### Problem requirements
Would you please retype the records that follow, word for word?

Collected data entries
☆ ☆ ☆ ☆ ☆
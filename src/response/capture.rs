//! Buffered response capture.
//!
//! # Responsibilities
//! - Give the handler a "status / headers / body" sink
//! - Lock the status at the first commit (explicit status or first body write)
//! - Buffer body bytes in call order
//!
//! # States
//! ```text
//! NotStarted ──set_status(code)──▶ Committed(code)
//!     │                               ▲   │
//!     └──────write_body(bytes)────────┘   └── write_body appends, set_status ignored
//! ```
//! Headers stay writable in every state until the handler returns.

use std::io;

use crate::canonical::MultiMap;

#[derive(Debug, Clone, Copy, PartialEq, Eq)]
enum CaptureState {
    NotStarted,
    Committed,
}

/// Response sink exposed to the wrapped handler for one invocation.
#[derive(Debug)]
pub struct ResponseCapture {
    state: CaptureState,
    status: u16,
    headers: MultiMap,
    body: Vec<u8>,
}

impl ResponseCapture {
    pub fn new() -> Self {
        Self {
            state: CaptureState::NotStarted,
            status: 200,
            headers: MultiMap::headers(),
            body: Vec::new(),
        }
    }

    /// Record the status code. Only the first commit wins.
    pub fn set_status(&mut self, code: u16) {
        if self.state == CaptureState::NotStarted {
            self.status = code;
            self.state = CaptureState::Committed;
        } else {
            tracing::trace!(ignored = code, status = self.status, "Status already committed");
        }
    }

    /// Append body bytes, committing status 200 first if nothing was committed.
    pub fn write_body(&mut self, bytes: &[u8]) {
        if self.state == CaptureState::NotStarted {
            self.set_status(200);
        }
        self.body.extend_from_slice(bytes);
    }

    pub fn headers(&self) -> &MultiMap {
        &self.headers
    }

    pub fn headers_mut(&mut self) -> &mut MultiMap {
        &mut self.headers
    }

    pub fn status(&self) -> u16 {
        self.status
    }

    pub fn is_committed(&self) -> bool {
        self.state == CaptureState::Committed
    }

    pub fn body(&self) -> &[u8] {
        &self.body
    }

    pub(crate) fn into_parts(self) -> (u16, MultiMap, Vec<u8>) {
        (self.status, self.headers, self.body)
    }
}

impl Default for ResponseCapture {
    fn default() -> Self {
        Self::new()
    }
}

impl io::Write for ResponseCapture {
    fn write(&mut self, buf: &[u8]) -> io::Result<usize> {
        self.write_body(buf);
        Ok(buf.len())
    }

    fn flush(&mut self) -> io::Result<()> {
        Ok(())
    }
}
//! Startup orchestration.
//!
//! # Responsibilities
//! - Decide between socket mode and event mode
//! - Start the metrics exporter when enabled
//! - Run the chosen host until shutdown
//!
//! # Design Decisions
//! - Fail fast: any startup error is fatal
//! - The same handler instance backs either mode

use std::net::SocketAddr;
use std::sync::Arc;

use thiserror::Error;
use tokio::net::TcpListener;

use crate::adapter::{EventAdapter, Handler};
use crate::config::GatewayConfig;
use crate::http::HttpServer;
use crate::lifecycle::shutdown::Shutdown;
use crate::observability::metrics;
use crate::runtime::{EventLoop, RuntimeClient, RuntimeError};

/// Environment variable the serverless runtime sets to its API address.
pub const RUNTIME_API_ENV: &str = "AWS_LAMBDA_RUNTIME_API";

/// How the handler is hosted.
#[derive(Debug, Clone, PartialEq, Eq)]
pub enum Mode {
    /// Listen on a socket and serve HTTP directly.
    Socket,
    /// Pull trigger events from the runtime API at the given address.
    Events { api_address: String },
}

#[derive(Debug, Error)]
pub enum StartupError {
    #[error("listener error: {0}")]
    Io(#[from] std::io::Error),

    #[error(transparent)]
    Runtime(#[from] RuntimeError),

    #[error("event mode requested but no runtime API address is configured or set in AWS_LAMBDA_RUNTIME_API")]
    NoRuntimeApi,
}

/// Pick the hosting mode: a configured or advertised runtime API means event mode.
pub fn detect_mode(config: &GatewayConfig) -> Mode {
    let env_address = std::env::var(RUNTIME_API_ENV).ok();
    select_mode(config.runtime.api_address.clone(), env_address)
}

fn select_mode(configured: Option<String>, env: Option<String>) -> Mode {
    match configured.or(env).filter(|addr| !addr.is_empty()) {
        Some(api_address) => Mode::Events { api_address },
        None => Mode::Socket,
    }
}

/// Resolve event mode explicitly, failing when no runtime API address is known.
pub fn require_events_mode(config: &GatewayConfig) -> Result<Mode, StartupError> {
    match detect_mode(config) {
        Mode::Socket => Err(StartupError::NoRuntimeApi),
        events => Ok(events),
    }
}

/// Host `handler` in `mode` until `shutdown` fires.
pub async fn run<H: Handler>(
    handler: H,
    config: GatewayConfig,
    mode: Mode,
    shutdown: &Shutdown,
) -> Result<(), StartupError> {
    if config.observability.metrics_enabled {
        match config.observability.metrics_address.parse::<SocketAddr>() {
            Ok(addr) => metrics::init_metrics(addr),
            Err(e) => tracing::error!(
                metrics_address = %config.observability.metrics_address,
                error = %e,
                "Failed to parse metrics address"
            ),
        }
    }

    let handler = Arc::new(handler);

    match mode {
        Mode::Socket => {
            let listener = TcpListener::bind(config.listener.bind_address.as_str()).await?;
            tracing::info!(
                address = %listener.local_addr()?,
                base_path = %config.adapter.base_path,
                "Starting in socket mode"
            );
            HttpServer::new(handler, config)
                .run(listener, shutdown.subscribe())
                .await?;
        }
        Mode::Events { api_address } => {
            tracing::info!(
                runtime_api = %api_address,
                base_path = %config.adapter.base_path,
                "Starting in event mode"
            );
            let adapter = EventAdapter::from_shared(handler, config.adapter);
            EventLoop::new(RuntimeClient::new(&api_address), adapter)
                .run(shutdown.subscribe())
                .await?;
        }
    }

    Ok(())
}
☆ ☆ ☆ ☆ ☆
### Answer section
filename src/response/capture.rs
//! Buffered response capture.
//!
//! # Responsibilities
//! - Give the handler a "status / headers / body" sink
//! - Lock the status at the first commit (explicit status or first body write)
//! - Buffer body bytes in call order
//!
//! # States
//! ```text
//! NotStarted ──set_status(code)──▶ Committed(code)
//!     │                               ▲   │
//!     └──────write_body(bytes)────────┘   └── write_body appends, set_status ignored
//! ```
//! Headers stay writable in every state until the handler returns.

use std::io;

use crate::canonical::MultiMap;

#[derive(Debug, Clone, Copy, PartialEq, Eq)]
enum CaptureState {
    NotStarted,
    Committed,
}

/// Response sink exposed to the wrapped handler for one invocation.
#[derive(Debug)]
pub struct ResponseCapture {
    state: CaptureState,
    status: u16,
    headers: MultiMap,
    body: Vec<u8>,
}

impl ResponseCapture {
    pub fn new() -> Self {
        Self {
            state: CaptureState::NotStarted,
            status: 200,
            headers: MultiMap::headers(),
            body: Vec::new(),
        }
    }

    /// Record the status code. Only the first commit wins.
    pub fn set_status(&mut self, code: u16) {
        if self.state == CaptureState::NotStarted {
            self.status = code;
            self.state = CaptureState::Committed;
        } else {
            tracing::trace!(ignored = code, status = self.status, "Status already committed");
        }
    }

    /// Append body bytes, committing status 200 first if nothing was committed.
    pub fn write_body(&mut self, bytes: &[u8]) {
        if self.state == CaptureState::NotStarted {
            self.set_status(200);
        }
        self.body.extend_from_slice(bytes);
    }

    pub fn headers(&self) -> &MultiMap {
        &self.headers
    }

    pub fn headers_mut(&mut self) -> &mut MultiMap {
        &mut self.headers
    }

    pub fn status(&self) -> u16 {
        self.status
    }

    pub fn is_committed(&self) -> bool {
        self.state == CaptureState::Committed
    }

    pub fn body(&self) -> &[u8] {
        &self.body
    }

    pub(crate) fn into_parts(self) -> (u16, MultiMap, Vec<u8>) {
        (self.status, self.headers, self.body)
    }
}

impl Default for ResponseCapture {
    fn default() -> Self {
        Self::new()
    }
}

impl io::Write for ResponseCapture {
    fn write(&mut self, buf: &[u8]) -> io::Result<usize> {
        self.write_body(buf);
        Ok(buf.len())
    }

    fn flush(&mut self) -> io::Result<()> {
        Ok(())
    }
}
//! Startup orchestration.
//!
//! # Responsibilities
//! - Decide between socket mode and event mode
//! - Start the metrics exporter when enabled
//! - Run the chosen host until shutdown
//!
//! # Design Decisions
//! - Fail fast: any startup error is fatal
//! - The same handler instance backs either mode

use std::net::SocketAddr;
use std::sync::Arc;

use thiserror::Error;
use tokio::net::TcpListener;

use crate::adapter::{EventAdapter, Handler};
use crate::config::GatewayConfig;
use crate::http::HttpServer;
use crate::lifecycle::shutdown::Shutdown;
use crate::observability::metrics;
use crate::runtime::{EventLoop, RuntimeClient, RuntimeError};

/// Environment variable the serverless runtime sets to its API address.
pub const RUNTIME_API_ENV: &str = "AWS_LAMBDA_RUNTIME_API";

/// How the handler is hosted.
#[derive(Debug, Clone, PartialEq, Eq)]
pub enum Mode {
    /// Listen on a socket and serve HTTP directly.
    Socket,
    /// Pull trigger events from the runtime API at the given address.
    Events { api_address: String },
}

#[derive(Debug, Error)]
pub enum StartupError {
    #[error("listener error: {0}")]
    Io(#[from] std::io::Error),

    #[error(transparent)]
    Runtime(#[from] RuntimeError),

    #[error("event mode requested but no runtime API address is configured or set in AWS_LAMBDA_RUNTIME_API")]
    NoRuntimeApi,
}

/// Pick the hosting mode: a configured or advertised runtime API means event mode.
pub fn detect_mode(config: &GatewayConfig) -> Mode {
    let env_address = std::env::var(RUNTIME_API_ENV).ok();
    select_mode(config.runtime.api_address.clone(), env_address)
}

fn select_mode(configured: Option<String>, env: Option<String>) -> Mode {
    match configured.or(env).filter(|addr| !addr.is_empty()) {
        Some(api_address) => Mode::Events { api_address },
        None => Mode::Socket,
    }
}

/// Resolve event mode explicitly, failing when no runtime API address is known.
pub fn require_events_mode(config: &GatewayConfig) -> Result<Mode, StartupError> {
    match detect_mode(config) {
        Mode::Socket => Err(StartupError::NoRuntimeApi),
        events => Ok(events),
    }
}

/// Host `handler` in `mode` until `shutdown` fires.
pub async fn run<H: Handler>(
    handler: H,
    config: GatewayConfig,
    mode: Mode,
    shutdown: &Shutdown,
) -> Result<(), StartupError> {
    if config.observability.metrics_enabled {
        match config.observability.metrics_address.parse::<SocketAddr>() {
            Ok(addr) => metrics::init_metrics(addr),
            Err(e) => tracing::error!(
                metrics_address = %config.observability.metrics_address,
                error = %e,
                "Failed to parse metrics address"
            ),
        }
    }

    let handler = Arc::new(handler);

    match mode {
        Mode::Socket => {
            let listener = TcpListener::bind(config.listener.bind_address.as_str()).await?;
            tracing::info!(
                address = %listener.local_addr()?,
                base_path = %config.adapter.base_path,
                "Starting in socket mode"
            );
            HttpServer::new(handler, config)
                .run(listener, shutdown.subscribe())
                .await?;
        }
        Mode::Events { api_address } => {
            tracing::info!(
                runtime_api = %api_address,
                base_path = %config.adapter.base_path,
                "Starting in event mode"
            );
            let adapter = EventAdapter::from_shared(handler, config.adapter);
            EventLoop::new(RuntimeClient::new(&api_address), adapter)
                .run(shutdown.subscribe())
                .await?;
        }
    }

    Ok(())
}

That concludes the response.